In Northeast I we upheld FERC’s decision conditionally approving the merger of Northeast Utilities (NU) and the Public Service Company of New Hampshire (PSNH). Before us also was the objection of Northeast Utilities Service Company (ÑUSCO) to the Commission’s modification of the rate schedules filed by ÑUSCO. The rate schedules were part of a wholesale electric power contract (the Seabrook Power Contract) among NU, PSNH and the State of New Hampshire. Under the contract each party waived its right to file a complaint under § 206(a) of the Federal Power Act (FPA) concerning the specified rates.
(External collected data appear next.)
//! BodyTextService - the main entry point for body-to-text conversion.

use bodytext_core::flowed;

use crate::node::{Node, NodeType};
use crate::quote::{resolve_nesting, QuoteExtractor};
use crate::render::TextRenderer;
use crate::{BodyTextError, Result};

/// The main service for converting message bodies to plain text.
///
/// All conversions are synchronous, run to completion, and leave the
/// caller's tree untouched, so a service can be shared and re-entered
/// freely.
pub struct BodyTextService {
    renderer: TextRenderer,
}

impl BodyTextService {
    /// Create a new BodyTextService
    pub fn new() -> Self {
        Self {
            renderer: TextRenderer::new(),
        }
    }

    /// Convert a message body to plain text with delineated quotes.
    ///
    /// Lines are delineated with LF. Quoted lines are prefixed with
    /// [`bodytext_core::QUOTE_MARKER`], where the number of markers
    /// indicates the depth of nesting of the quote.
    pub fn quoted_text(&self, root: &Node) -> Result<String> {
        check_root(root)?;
        let extractor = QuoteExtractor::new(&self.renderer);
        let (tokenized, quotes) = extractor.extract(root);
        let text = self.renderer.render(&tokenized);
        let text = resolve_nesting(&text, &quotes);
        Ok(replace_non_breaking_space(&text))
    }

    /// Convert a message body to RFC 3676 `format=flowed; delsp=no`
    /// text. This is the composer save path: quoted text reflowed for
    /// transport.
    pub fn flowed_text(&self, root: &Node) -> Result<String> {
        Ok(flowed::wrap(&self.quoted_text(root)?))
    }

    /// Render body text directly, skipping blacklisted tags. Passing
    /// `&["blockquote"]` yields the author's own words without quoted
    /// replies, which is what keyword scanning wants.
    pub fn body_text(&self, root: &Node, blacklist: &[&str]) -> Result<String> {
        check_root(root)?;
        Ok(self.renderer.render_filtered(root, blacklist))
    }

    /// The renderer this service converts with
    pub fn renderer(&self) -> &TextRenderer {
        &self.renderer
    }
}

impl Default for BodyTextService {
    fn default() -> Self {
        Self::new()
    }
}

/// Converts all non-breaking space chars to plain spaces.
fn replace_non_breaking_space(text: &str) -> String {
    text.replace('\u{a0}', " ")
}

/// Only container nodes can be a conversion root.
fn check_root(root: &Node) -> Result<()> {
    match root.node_type {
        NodeType::Element | NodeType::Document | NodeType::DocumentFragment => Ok(()),
        other => Err(BodyTextError::InvalidInput(format!(
            "conversion root must be a container node, got {:?}",
            other
        ))),
    }
}
//! Deceptive link detection.
//!
//! Compares a hyperlink's visible text against its target to catch
//! phishing-style mismatches, where the text claims one destination
//! and the href resolves somewhere else.

use once_cell::sync::Lazy;
use regex::Regex;

/// URL-shaped strings: optional scheme, a domain containing at least
/// one dot, optional path. Capture 1 is the domain.
static URL_SHAPE: Lazy<Regex> = Lazy::new(|| {
    Regex::new(concat!(
        r"(?:[a-z]*://)?",         // scheme (optional)
        r"([^\s:/#]*\.[^\s:/#]+)", // domain
        r"(?:/\S*)?",              // path, query, fragment
    ))
    .expect("URL shape pattern")
});

/// Outcome of comparing a link's visible text with its target.
#[derive(Debug, Clone, Copy, PartialEq, Eq)]
pub enum DeceptiveLinkVerdict {
    /// The text and target agree, or the text makes no URL claim.
    NotDeceptive,
    /// The text is URL-shaped but the target is not a URL at all.
    DeceptiveHref,
    /// Both are URL-shaped but they resolve to different domains.
    DeceptiveDomain,
}

/// Classify a link's visible text against its target.
///
/// Plain link text ("click here") is never deceptive. When both sides
/// are URL-shaped the domains are compared label by label from the TLD
/// inward, over as many labels as the shorter domain has, so
/// `example.com` in the text legitimately matches an
/// `www.example.com` target.
///
/// `mailto:` targets are exempt from classification; the caller is
/// expected to filter them out before calling.
pub fn classify(visible_text: &str, href: &str) -> DeceptiveLinkVerdict {
    // Does the text look like a URL at all? Right now that means
    // containing <string>.<string>; more sophisticated tests are
    // possible.
    let text_domain = match URL_SHAPE.captures(visible_text) {
        Some(caps) => caps[1].to_lowercase(),
        None => return DeceptiveLinkVerdict::NotDeceptive,
    };

    // The text claims to be a URL. If the target isn't one, something
    // is fishy.
    let href_domain = match URL_SHAPE.captures(href) {
        Some(caps) => caps[1].to_lowercase(),
        None => return DeceptiveLinkVerdict::DeceptiveHref,
    };

    let text_labels: Vec<&str> = text_domain.split('.').rev().collect();
    let href_labels: Vec<&str> = href_domain.split('.').rev().collect();
    let comparable = text_labels.len().min(href_labels.len());
    if comparable == 0 {
        return DeceptiveLinkVerdict::DeceptiveDomain;
    }
    for (text_label, href_label) in text_labels.iter().zip(href_labels.iter()) {
        if text_label != href_label {
            return DeceptiveLinkVerdict::DeceptiveDomain;
        }
    }

    DeceptiveLinkVerdict::NotDeceptive
}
Each party also agreed “that in any proceeding by the FERC under Section 206 the FERC shall not change the rate charged under this Agreement unless such rate is found to be contrary to the public interest.” FERC was not a party to the contract.

Section 206(a) of the FPA, 16 U.S.C. § 824e provides:

Whenever the Commission, after a hearing had upon its own motion or upon complaint, shall find that any rate, charge, or classification, demanded, observed, charged, or collected by any public utility for any transmission or sale subject to the jurisdiction of the Commission, or that any rule, regulation, practice, or contract affecting such rate, charge, or classification is unjust, unreasonable, unduly discriminatory or preferential, the Commission shall determine the just and reasonable rate, charge, classification, rule, regulation, practice, or contract to be thereafter observed and in force, and shall fix the same by order.

Invoking its power under § 206(a), the Commission examined the terms and conditions of the Seabrook Power contract. FERC found that the contract might unduly discriminate against entities not parties to it and that there was no genuine arms-length bargaining because the agreement was negotiated at a time when NU and PSNH were about to merge and assume identical interests. It ordered ÑUSCO to make three changes in the contract to bring it within the “just and reasonable” standard of § 206(a): (1) delete the automatically adjusting rate-of-return-on-equity provision; (2) reduce the current rate-of-return-on-equity used to derive the rate for Seabrook power; and (3) submit for Commission review an initial estimate of the cost of decommissioning the Sea-brook Power Plant, which is an atomic energy facility. The reduction order (2) on the current rate of return on equity was not appealed.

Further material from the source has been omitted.